--- Source material ---

//! Value types passed into and out of the mitigation calculator

use serde::{Deserialize, Serialize};
use std::collections::BTreeSet;

/// Sentinel used when no set-by-caller damage was attached to an application
pub const MISSING_SET_BY_CALLER: f64 = -1.0;

/// A target's damage-reduction stat ("armor"), always >= 0
#[derive(Debug, Clone, Copy, Default, PartialEq, PartialOrd, Serialize, Deserialize)]
#[serde(from = "f64", into = "f64")]
pub struct DefenseValue(f64);

impl DefenseValue {
    /// Create a defense value, clamping negative (and NaN) input to 0
    pub fn new(value: f64) -> Self {
        DefenseValue(value.max(0.0))
    }

    pub fn value(self) -> f64 {
        self.0
    }
}

impl From<f64> for DefenseValue {
    fn from(value: f64) -> Self {
        DefenseValue::new(value)
    }
}

impl From<DefenseValue> for f64 {
    fn from(value: DefenseValue) -> Self {
        value.0
    }
}

/// Unmitigated incoming damage, always >= 0
#[derive(Debug, Clone, Copy, Default, PartialEq, PartialOrd, Serialize, Deserialize)]
#[serde(from = "f64", into = "f64")]
pub struct RawDamageAmount(f64);

impl RawDamageAmount {
    /// Create a raw damage amount, clamping negative (and NaN) input to 0
    pub fn new(value: f64) -> Self {
        RawDamageAmount(value.max(0.0))
    }

    /// Build from a set-by-caller lookup
    ///
    /// A missing value falls back to [`MISSING_SET_BY_CALLER`] before clamping,
    /// so "not provided" and "zero damage" end up identical.
    pub fn from_set_by_caller(value: Option<f64>) -> Self {
        RawDamageAmount::new(value.unwrap_or(MISSING_SET_BY_CALLER))
    }

    pub fn value(self) -> f64 {
        self.0
    }
}

impl From<f64> for RawDamageAmount {
    fn from(value: f64) -> Self {
        RawDamageAmount::new(value)
    }
}

impl From<RawDamageAmount> for f64 {
    fn from(value: RawDamageAmount) -> Self {
        value.0
    }
}

/// Opaque tags attached to a source or target
#[derive(Debug, Clone, Default, PartialEq, Eq, Serialize, Deserialize)]
#[serde(transparent)]
pub struct TagSet(BTreeSet<String>);

impl TagSet {
    pub fn new() -> Self {
        Self::default()
    }

    /// Add a tag, returning false if it was already present
    pub fn insert(&mut self, tag: impl Into<String>) -> bool {
        self.0.insert(tag.into())
    }

    pub fn contains(&self, tag: &str) -> bool {
        self.0.contains(tag)
    }

    pub fn len(&self) -> usize {
        self.0.len()
    }

    pub fn is_empty(&self) -> bool {
        self.0.is_empty()
    }

    pub fn iter(&self) -> impl Iterator<Item = &str> {
        self.0.iter().map(String::as_str)
    }
}

impl<S: Into<String>> FromIterator<S> for TagSet {
    fn from_iter<I: IntoIterator<Item = S>>(iter: I) -> Self {
        TagSet(iter.into_iter().map(Into::into).collect())
    }
}

/// Outcome of a mitigation calculation
///
/// Only strictly positive damage is `Applied`; anything else is `NoOutput`
/// and the caller should skip emitting a modifier.
#[derive(Debug, Clone, Copy, PartialEq, Serialize, Deserialize)]
#[serde(rename_all = "snake_case")]
pub enum MitigationResult {
    Applied(f64),
    NoOutput,
}

impl MitigationResult {
    /// Wrap a mitigated amount, collapsing non-positive values to `NoOutput`
    pub fn from_mitigated(mitigated: f64) -> Self {
        if mitigated > 0.0 {
            MitigationResult::Applied(mitigated)
        } else {
            MitigationResult::NoOutput
        }
    }

    /// Damage to apply (0 when there is no output)
    pub fn amount(&self) -> f64 {
        match self {
            MitigationResult::Applied(amount) => *amount,
            MitigationResult::NoOutput => 0.0,
        }
    }

    pub fn is_applied(&self) -> bool {
        matches!(self, MitigationResult::Applied(_))
    }

    pub fn as_option(&self) -> Option<f64> {
        match self {
            MitigationResult::Applied(amount) => Some(*amount),
            MitigationResult::NoOutput => None,
        }
    }
}

#[cfg(test)]
mod tests {
    use super::*;

    #[test]
    fn test_defense_clamps_negative() {
        assert!((DefenseValue::new(-25.0).value() - 0.0).abs() < f64::EPSILON);
        assert!((DefenseValue::new(40.0).value() - 40.0).abs() < f64::EPSILON);
    }

    #[test]
    fn test_nan_clamps_to_zero() {
        assert!((DefenseValue::new(f64::NAN).value() - 0.0).abs() < f64::EPSILON);
        assert!((RawDamageAmount::new(f64::NAN).value() - 0.0).abs() < f64::EPSILON);
    }

    #[test]
    fn test_missing_set_by_caller_is_zero() {
        let missing = RawDamageAmount::from_set_by_caller(None);
        let zero = RawDamageAmount::from_set_by_caller(Some(0.0));
        assert_eq!(missing, zero);
        assert!((missing.value() - 0.0).abs() < f64::EPSILON);
    }

    #[test]
    fn test_set_by_caller_value_passes_through() {
        let raw = RawDamageAmount::from_set_by_caller(Some(75.0));
        assert!((raw.value() - 75.0).abs() < f64::EPSILON);
    }

    #[test]
    fn test_tag_set_dedupes() {
        let mut tags = TagSet::new();
        assert!(tags.insert("status:vulnerable"));
        assert!(!tags.insert("status:vulnerable"));
        assert_eq!(tags.len(), 1);
        assert!(tags.contains("status:vulnerable"));
        assert!(!tags.contains("status:stunned"));
    }

    #[test]
    fn test_tag_set_from_iter_is_sorted() {
        let tags: TagSet = ["b", "a", "c"].into_iter().collect();
        let collected: Vec<&str> = tags.iter().collect();
        assert_eq!(collected, vec!["a", "b", "c"]);
    }

    #[test]
    fn test_result_from_mitigated() {
        assert_eq!(MitigationResult::from_mitigated(0.0), MitigationResult::NoOutput);
        assert_eq!(MitigationResult::from_mitigated(-1.0), MitigationResult::NoOutput);
        assert_eq!(MitigationResult::from_mitigated(12.5), MitigationResult::Applied(12.5));
    }

    #[test]
    fn test_result_accessors() {
        let applied = MitigationResult::Applied(30.0);
        assert!(applied.is_applied());
        assert_eq!(applied.as_option(), Some(30.0));
        assert!((applied.amount() - 30.0).abs() < f64::EPSILON);

        let none = MitigationResult::NoOutput;
        assert!(!none.is_applied());
        assert_eq!(none.as_option(), None);
        assert!((none.amount() - 0.0).abs() < f64::EPSILON);
    }

    #[test]
    fn test_deserialize_defense_clamps() {
        let defense: DefenseValue = serde_json::from_str("-10.0").unwrap();
        assert!((defense.value() - 0.0).abs() < f64::EPSILON);
    }
}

--- Required action ---
Give back the entire listing, line for line, exactly as it stands.

--- Response ---
//! Value types passed into and out of the mitigation calculator

use serde::{Deserialize, Serialize};
use std::collections::BTreeSet;

/// Sentinel used when no set-by-caller damage was attached to an application
pub const MISSING_SET_BY_CALLER: f64 = -1.0;

/// A target's damage-reduction stat ("armor"), always >= 0
#[derive(Debug, Clone, Copy, Default, PartialEq, PartialOrd, Serialize, Deserialize)]
#[serde(from = "f64", into = "f64")]
pub struct DefenseValue(f64);

impl DefenseValue {
    /// Create a defense value, clamping negative (and NaN) input to 0
    pub fn new(value: f64) -> Self {
        DefenseValue(value.max(0.0))
    }

    pub fn value(self) -> f64 {
        self.0
    }
}

impl From<f64> for DefenseValue {
    fn from(value: f64) -> Self {
        DefenseValue::new(value)
    }
}

impl From<DefenseValue> for f64 {
    fn from(value: DefenseValue) -> Self {
        value.0
    }
}

/// Unmitigated incoming damage, always >= 0
#[derive(Debug, Clone, Copy, Default, PartialEq, PartialOrd, Serialize, Deserialize)]
#[serde(from = "f64", into = "f64")]
pub struct RawDamageAmount(f64);

impl RawDamageAmount {
    /// Create a raw damage amount, clamping negative (and NaN) input to 0
    pub fn new(value: f64) -> Self {
        RawDamageAmount(value.max(0.0))
    }

    /// Build from a set-by-caller lookup
    ///
    /// A missing value falls back to [`MISSING_SET_BY_CALLER`] before clamping,
    /// so "not provided" and "zero damage" end up identical.
    pub fn from_set_by_caller(value: Option<f64>) -> Self {
        RawDamageAmount::new(value.unwrap_or(MISSING_SET_BY_CALLER))
    }

    pub fn value(self) -> f64 {
        self.0
    }
}

impl From<f64> for RawDamageAmount {
    fn from(value: f64) -> Self {
        RawDamageAmount::new(value)
    }
}

impl From<RawDamageAmount> for f64 {
    fn from(value: RawDamageAmount) -> Self {
        value.0
    }
}

/// Opaque tags attached to a source or target
#[derive(Debug, Clone, Default, PartialEq, Eq, Serialize, Deserialize)]
#[serde(transparent)]
pub struct TagSet(BTreeSet<String>);

impl TagSet {
    pub fn new() -> Self {
        Self::default()
    }

    /// Add a tag, returning false if it was already present
    pub fn insert(&mut self, tag: impl Into<String>) -> bool {
        self.0.insert(tag.into())
    }

    pub fn contains(&self, tag: &str) -> bool {
        self.0.contains(tag)
    }

    pub fn len(&self) -> usize {
        self.0.len()
    }

    pub fn is_empty(&self) -> bool {
        self.0.is_empty()
    }

    pub fn iter(&self) -> impl Iterator<Item = &str> {
        self.0.iter().map(String::as_str)
    }
}

impl<S: Into<String>> FromIterator<S> for TagSet {
    fn from_iter<I: IntoIterator<Item = S>>(iter: I) -> Self {
        TagSet(iter.into_iter().map(Into::into).collect())
    }
}

/// Outcome of a mitigation calculation
///
/// Only strictly positive damage is `Applied`; anything else is `NoOutput`
/// and the caller should skip emitting a modifier.
#[derive(Debug, Clone, Copy, PartialEq, Serialize, Deserialize)]
#[serde(rename_all = "snake_case")]
pub enum MitigationResult {
    Applied(f64),
    NoOutput,
}

impl MitigationResult {
    /// Wrap a mitigated amount, collapsing non-positive values to `NoOutput`
    pub fn from_mitigated(mitigated: f64) -> Self {
        if mitigated > 0.0 {
            MitigationResult::Applied(mitigated)
        } else {
            MitigationResult::NoOutput
        }
    }

    /// Damage to apply (0 when there is no output)
    pub fn amount(&self) -> f64 {
        match self {
            MitigationResult::Applied(amount) => *amount,
            MitigationResult::NoOutput => 0.0,
        }
    }

    pub fn is_applied(&self) -> bool {
        matches!(self, MitigationResult::Applied(_))
    }

    pub fn as_option(&self) -> Option<f64> {
        match self {
            MitigationResult::Applied(amount) => Some(*amount),
            MitigationResult::NoOutput => None,
        }
    }
}

#[cfg(test)]
mod tests {
    use super::*;

    #[test]
    fn test_defense_clamps_negative() {
        assert!((DefenseValue::new(-25.0).value() - 0.0).abs() < f64::EPSILON);
        assert!((DefenseValue::new(40.0).value() - 40.0).abs() < f64::EPSILON);
    }

    #[test]
    fn test_nan_clamps_to_zero() {
        assert!((DefenseValue::new(f64::NAN).value() - 0.0).abs() < f64::EPSILON);
        assert!((RawDamageAmount::new(f64::NAN).value() - 0.0).abs() < f64::EPSILON);
    }

    #[test]
    fn test_missing_set_by_caller_is_zero() {
        let missing = RawDamageAmount::from_set_by_caller(None);
        let zero = RawDamageAmount::from_set_by_caller(Some(0.0));
        assert_eq!(missing, zero);
        assert!((missing.value() - 0.0).abs() < f64::EPSILON);
    }

    #[test]
    fn test_set_by_caller_value_passes_through() {
        let raw = RawDamageAmount::from_set_by_caller(Some(75.0));
        assert!((raw.value() - 75.0).abs() < f64::EPSILON);
    }

    #[test]
    fn test_tag_set_dedupes() {
        let mut tags = TagSet::new();
        assert!(tags.insert("status:vulnerable"));
        assert!(!tags.insert("status:vulnerable"));
        assert_eq!(tags.len(), 1);
        assert!(tags.contains("status:vulnerable"));
        assert!(!tags.contains("status:stunned"));
    }

    #[test]
    fn test_tag_set_from_iter_is_sorted() {
        let tags: TagSet = ["b", "a", "c"].into_iter().collect();
        let collected: Vec<&str> = tags.iter().collect();
        assert_eq!(collected, vec!["a", "b", "c"]);
    }

    #[test]
    fn test_result_from_mitigated() {
        assert_eq!(MitigationResult::from_mitigated(0.0), MitigationResult::NoOutput);
        assert_eq!(MitigationResult::from_mitigated(-1.0), MitigationResult::NoOutput);
        assert_eq!(MitigationResult::from_mitigated(12.5), MitigationResult::Applied(12.5));
    }

    #[test]
    fn test_result_accessors() {
        let applied = MitigationResult::Applied(30.0);
        assert!(applied.is_applied());
        assert_eq!(applied.as_option(), Some(30.0));
        assert!((applied.amount() - 30.0).abs() < f64::EPSILON);

        let none = MitigationResult::NoOutput;
        assert!(!none.is_applied());
        assert_eq!(none.as_option(), None);
        assert!((none.amount() - 0.0).abs() < f64::EPSILON);
    }

    #[test]
    fn test_deserialize_defense_clamps() {
        let defense: DefenseValue = serde_json::from_str("-10.0").unwrap();
        assert!((defense.value() - 0.0).abs() < f64::EPSILON);
    }
}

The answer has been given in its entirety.